* [Problem to solve] Word for word, transcribe the material below from its first line to the line with "use crate::error::ApiError;", both included.

* [Data extracts]
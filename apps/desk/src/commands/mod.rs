//! # Session Commands
//!
//! Every operator action on an order-entry screen as data, so a session can
//! be driven from a script file, a test or a front end.
//!
//! ## Command Organization
//! ```text
//! commands/
//! ├── mod.rs      ◄─── You are here (SessionAction + apply)
//! └── script.rs   ◄─── Script files: entry mode, catalog, action list
//! ```
//!
//! ## Wire Shape
//! ```json
//! { "action": "add_stock", "stockId": "s-rice" }
//! { "action": "update_line", "index": 0, "field": "quantity", "value": "3" }
//! { "action": "set_payment_status", "status": "partial" }
//! { "action": "enter_paid_amount", "amount": "100" }
//! ```

pub mod script;

use serde::{Deserialize, Serialize};
use tracing::debug;

use shelf_core::cart::{LineField, PickupDraft};
use shelf_core::{NewSupplier, PaymentStatus};

use crate::error::ApiError;
use crate::session::OrderSession;

pub use script::SessionScript;

#[derive(Debug, Clone, PartialEq, Serialize, Deserialize)]
#[serde(tag = "action", rename_all = "snake_case", rename_all_fields = "camelCase")]
pub enum SessionAction {
    AddStock {
        stock_id: String,
    },
    UpdateLine {
        index: usize,
        field: LineField,
        value: String,
    },
    RemoveLine {
        index: usize,
    },
    AddPickup(PickupDraft),
    RemovePickup {
        index: usize,
    },
    SelectCustomer {
        #[serde(default)]
        customer_id: Option<String>,
    },
    SetWalkIn {
        name: String,
        phone: String,
    },
    SelectSupplier {
        #[serde(default)]
        supplier_id: Option<String>,
    },
    CreateSupplier(NewSupplier),
    SelectAccount {
        #[serde(default)]
        account_id: Option<String>,
    },
    SetVatRate {
        percent: String,
    },
    SetDiscountRate {
        percent: String,
    },
    SetPaymentStatus {
        status: PaymentStatus,
    },
    SetUsePartialPayment {
        enabled: bool,
    },
    SetAdjustFromAdvance {
        enabled: bool,
    },
    EnterPaidAmount {
        amount: String,
    },
    SetNote {
        #[serde(default)]
        note: Option<String>,
    },
}

impl SessionAction {
    /// Applies one action; the session is unchanged when it fails.
    pub async fn apply(self, session: &mut OrderSession) -> Result<(), ApiError> {
        debug!(action = ?self, "Applying session action");
        match self {
            SessionAction::AddStock { stock_id } => session.add_stock(&stock_id).map(drop),
            SessionAction::UpdateLine {
                index,
                field,
                value,
            } => session.update_line(index, field, &value),
            SessionAction::RemoveLine { index } => session.remove_line(index),
            SessionAction::AddPickup(pickup) => session.add_pickup(pickup).map(drop),
            SessionAction::RemovePickup { index } => session.remove_pickup(index),
            SessionAction::SelectCustomer { customer_id } => {
                session.select_customer(customer_id.as_deref())
            }
            SessionAction::SetWalkIn { name, phone } => session.set_walk_in(&name, &phone),
            SessionAction::SelectSupplier { supplier_id } => {
                session.select_supplier(supplier_id.as_deref())
            }
            SessionAction::CreateSupplier(supplier) => {
                session.create_supplier(supplier).await.map(drop)
            }
            SessionAction::SelectAccount { account_id } => {
                session.select_account(account_id.as_deref())
            }
            SessionAction::SetVatRate { percent } => session.set_vat_rate(&percent),
            SessionAction::SetDiscountRate { percent } => session.set_discount_rate(&percent),
            SessionAction::SetPaymentStatus { status } => {
                session.set_payment_status(status);
                Ok(())
            }
            SessionAction::SetUsePartialPayment { enabled } => {
                session.set_use_partial_payment(enabled);
                Ok(())
            }
            SessionAction::SetAdjustFromAdvance { enabled } => {
                session.set_adjust_from_advance(enabled);
                Ok(())
            }
            SessionAction::EnterPaidAmount { amount } => session.enter_paid_amount(&amount),
            SessionAction::SetNote { note } => {
                session.set_note(note);
                Ok(())
            }
        }
    }
}

/// Applies actions in order, stopping at the first failure.
///
/// The error carries the 1-based step number.
pub async fn apply_all(
    session: &mut OrderSession,
    actions: Vec<SessionAction>,
) -> Result<(), (usize, ApiError)> {
    for (i, action) in actions.into_iter().enumerate() {
        action.apply(session).await.map_err(|e| (i + 1, e))?;
    }
    Ok(())
}

#[cfg(test)]
mod tests {
    use super::*;
    use crate::state::PricingDefaults;
    use crate::testing::{catalog, FakeApi};
    use shelf_api::Submitter;
    use shelf_core::Money;
    use std::sync::Arc;

    fn session() -> OrderSession {
        let defaults = PricingDefaults {
            vat_rate_bps: 500,
            discount_rate_bps: 1000,
        };
        OrderSession::inventory(catalog(), defaults, Arc::new(Submitter::new(FakeApi::ok())))
    }

    #[test]
    fn test_action_wire_shape() {
        let actions: Vec<SessionAction> = serde_json::from_str(
            r#"[
                {"action": "add_stock", "stockId": "s-rice"},
                {"action": "update_line", "index": 0, "field": "quantity", "value": "3"},
                {"action": "add_pickup", "productName": "Hilsa", "quantity": 1,
                 "unitPrice": 40000, "salePrice": 45000},
                {"action": "select_customer", "customerId": "c-karim"},
                {"action": "set_payment_status", "status": "partial"}
            ]"#,
        )
        .unwrap();

        assert_eq!(
            actions[0],
            SessionAction::AddStock {
                stock_id: "s-rice".to_string()
            }
        );
        assert!(matches!(actions[2], SessionAction::AddPickup(ref p) if p.product_name == "Hilsa"));
        assert_eq!(
            actions[4],
            SessionAction::SetPaymentStatus {
                status: PaymentStatus::Partial
            }
        );
    }

    #[tokio::test]
    async fn test_replay_partial_payment() {
        let mut s = session();
        let actions = vec![
            SessionAction::AddStock {
                stock_id: "s-rice".to_string(),
            },
            SessionAction::UpdateLine {
                index: 0,
                field: LineField::Quantity,
                value: "3".to_string(),
            },
            SessionAction::SetPaymentStatus {
                status: PaymentStatus::Partial,
            },
            SessionAction::EnterPaidAmount {
                amount: "100".to_string(),
            },
        ];

        apply_all(&mut s, actions).await.unwrap();

        assert_eq!(s.totals().grand_total, Money::from_major(285));
        assert_eq!(s.totals().due_amount, Money::from_major(185));
    }

    #[tokio::test]
    async fn test_replay_reports_failing_step() {
        let mut s = session();
        let actions = vec![
            SessionAction::AddStock {
                stock_id: "s-rice".to_string(),
            },
            SessionAction::UpdateLine {
                index: 0,
                field: LineField::UnitPrice,
                value: "1".to_string(),
            },
        ];

        let (step, err) = apply_all(&mut s, actions).await.unwrap_err();
        assert_eq!(step, 2);
        assert_eq!(err.code, crate::error::ErrorCode::BusinessLogic);
        assert_eq!(s.draft().cart.lines[0].unit_price, Money::from_major(100));
    }
}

* [Solution to this task]
filename apps/desk/src/commands/mod.rs
//! # Session Commands
//!
//! Every operator action on an order-entry screen as data, so a session can
//! be driven from a script file, a test or a front end.
//!
//! ## Command Organization
//! ```text
//! commands/
//! ├── mod.rs      ◄─── You are here (SessionAction + apply)
//! └── script.rs   ◄─── Script files: entry mode, catalog, action list
//! ```
//!
//! ## Wire Shape
//! ```json
//! { "action": "add_stock", "stockId": "s-rice" }
//! { "action": "update_line", "index": 0, "field": "quantity", "value": "3" }
//! { "action": "set_payment_status", "status": "partial" }
//! { "action": "enter_paid_amount", "amount": "100" }
//! ```

pub mod script;

use serde::{Deserialize, Serialize};
use tracing::debug;

use shelf_core::cart::{LineField, PickupDraft};
use shelf_core::{NewSupplier, PaymentStatus};

use crate::error::ApiError;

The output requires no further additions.